I heard it clunk onto the nightstand. I opened my eyes.
The Good Fairy glows in the dark, in case you wondered. She wears an outdated gown of faded beige chiffon. She looks disturbingly like Martha Stewart.
I leaned on one elbow. "So what's on your mind?"
The Good Fairy smiled sweetly.
"You're going to write a self-syndicated column," she said, as if that were the best news in the world.
"Right," I said. "Who died and made you Rupert Murdoch?"
She was not amused. She became a horrible fire-breathing dragon and carbonized my favorite Swedish ivy.
She became the Good Fairy again. Smoke drifted from her left nostril, and she coughed once in a ladylike way.
"You're going to write a self-syndicated column," she said, in a slightly higher key.
"About what?"
"Life in the country," she said. "Life on earth. Whimsical ruminations soaked in wry, Yankee wit. Roads not taken, sugar on snow. Chirping crickets, crackling firewood. Spring peepers, fall foliage, darling little bunnies. You're going to break their hearts."

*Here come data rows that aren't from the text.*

// Copyright (C) 2025 Intel Corporation
// SPDX-License-Identifier: MIT

use crate::output;
use ipmi_fru::config;
use ipmi_fru::prelude::*;
use std::path::Path;

pub fn generate(toml_file: &Path, fru_file: &Path, force: bool) -> Result<(), Error> {
    let record = config::from_path(toml_file)?;
    let blob = dump(&record)?;
    output::write_file(fru_file, &blob, force)
}
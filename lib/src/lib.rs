// Copyright (C) 2025 Intel Corporation
// SPDX-License-Identifier: MIT

//! Encoding and decoding of IPMI FRU (Field Replaceable Unit) information blobs.
//!
//! A FRU blob starts with an 8-byte common header that locates the optional internal use,
//! chassis, board and product info areas. This crate converts such blobs from and to a
//! [`Record`].
//!
//! # Examples
//!
//! ```
//! use ipmi_fru::prelude::*;
//!
//! let record = Record {
//!     common: Common {
//!         format_version: Some(1),
//!         size: Some(64),
//!     },
//!     chassis: Some(ChassisArea {
//!         chassis_type: 23,
//!         part_number: "CH-100".into(),
//!         ..ChassisArea::default()
//!     }),
//!     ..Record::default()
//! };
//!
//! let blob = record.to_bytes().unwrap();
//! assert_eq!(blob.len(), 64);
//! assert_eq!(Record::from_slice(&blob).unwrap(), record);
//! ```
//!
//! # Features
//!
//! - `std`: reading FRU files from the file system
//! - `serialize`: JSON export of the decoded records
//! - `config`: TOML configuration files and date/time conversions

#![cfg_attr(not(feature = "std"), no_std)]

#[cfg(not(feature = "std"))]
extern crate alloc;

pub mod area;
pub mod checksum;
#[cfg(feature = "config")]
pub mod config;
#[cfg(feature = "config")]
pub mod date;
mod error;
pub mod field;
pub mod header;
pub mod prelude;
mod record;

pub use error::Error;
#[cfg(feature = "std")]
pub use record::load;
pub use record::{Common, Record, dump};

Outside my window, it really was gorgeous: moonlight through the trees, gently rolling mountains. There were cows out there, and bears. There was a lot to write about.
"What about mosquitoes, poison ivy, and winters that never end?"

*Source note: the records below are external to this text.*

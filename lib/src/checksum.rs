// Copyright (C) 2025 Intel Corporation
// SPDX-License-Identifier: MIT

//! Zero checksums protecting the common header and the info areas.
//!
//! A checksummed block is valid when the sum of all its bytes, including the trailing checksum
//! byte, is zero modulo 256.

use crate::Error;

/// Returns the byte that makes `bytes` followed by this byte sum to zero.
///
/// # Examples
///
/// ```
/// use ipmi_fru::checksum::compute_checksum;
///
/// assert_eq!(compute_checksum(&[0x01, 0x00, 0x01]), 0xfe);
/// assert_eq!(compute_checksum(&[]), 0);
/// ```
pub fn compute_checksum(bytes: &[u8]) -> u8 {
    bytes
        .iter()
        .fold(0u8, |acc, byte| acc.wrapping_add(*byte))
        .wrapping_neg()
}

/// Checks the block of `length` bytes starting at `offset` in `blob`. The last byte of the block
/// is the stored checksum.
pub fn validate_checksum(blob: &[u8], offset: usize, length: usize) -> Result<(), Error> {
    let block = offset
        .checked_add(length)
        .and_then(|end| blob.get(offset..end))
        .ok_or(Error::TruncatedBlob)?;
    let (checksum, data) = block.split_last().ok_or(Error::TruncatedBlob)?;

    let sum = data
        .iter()
        .fold(*checksum, |acc, byte| acc.wrapping_add(*byte));
    log::trace!("Checksum of block {offset:#x}+{length:#x}: stored={checksum:#04x}, sum={sum:#04x}");

    if sum != 0 {
        return Err(Error::ChecksumMismatch(offset));
    }
    Ok(())
}

#[cfg(test)]
mod tests {
    use super::*;

    #[test]
    fn balances_block() {
        let mut block = vec![0x01, 0x00, 0x00, 0x01, 0x00, 0x00, 0x00];
        block.push(compute_checksum(&block));
        assert_eq!(block[7], 0xfe);
        assert!(validate_checksum(&block, 0, 8).is_ok());
    }

    #[test]
    fn mismatch() {
        let blob = [0x01, 0x00, 0x00, 0x00, 0x00, 0x00, 0x00, 0x00];
        assert!(matches!(
            validate_checksum(&blob, 0, 8),
            Err(Error::ChecksumMismatch(0))
        ));
    }

    #[test]
    fn zero_checksum() {
        let blob = [0x00; 8];
        assert!(validate_checksum(&blob, 0, 8).is_ok());
    }

    #[test]
    fn block_at_offset() {
        let mut blob = vec![0xff; 4];
        blob.extend_from_slice(&[0x10, 0x20]);
        blob.push(compute_checksum(&[0x10, 0x20]));
        assert!(validate_checksum(&blob, 4, 3).is_ok());
        assert!(validate_checksum(&blob, 3, 3).is_err());
    }

    #[test]
    fn out_of_bounds() {
        let blob = [0x00; 8];
        assert!(matches!(
            validate_checksum(&blob, 4, 8),
            Err(Error::TruncatedBlob)
        ));
        assert!(matches!(
            validate_checksum(&blob, 0, 0),
            Err(Error::TruncatedBlob)
        ));
        assert!(matches!(
            validate_checksum(&blob, usize::MAX, 2),
            Err(Error::TruncatedBlob)
        ));
    }
}
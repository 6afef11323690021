// Copyright (C) 2025 Intel Corporation
// SPDX-License-Identifier: MIT

use ipmi_fru::config;
use ipmi_fru::prelude::*;
use std::io::Write;

pub fn sample<O: Write>(mut output: O) -> Result<(), Error> {
    Ok(output.write_all(config::to_string(None)?.as_bytes())?)
}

"It's all material," she said. "Write about the rough stuff if you want. That hornet's nest last summer — the one that fell on your head when you poked it with a broom? That was worth a column. You were fun to watch."
"You saw that?"
"There's nothing like live entertainment."
"So what's in it for me?" I asked.
"Are you kidding? A two-hour work week, a private jet, a condo in Barbados, wealth beyond the dreams of avarice."
"Really?"
"You think Dave Barry does it for grins?" she asked with a merry laugh.
"What's YOUR angle?" I asked. "What's in it for you?"
Suddenly she was holding a black leather briefcase. She snapped it open sharply, removed a sheaf of papers, and thrust them at me in the shadows.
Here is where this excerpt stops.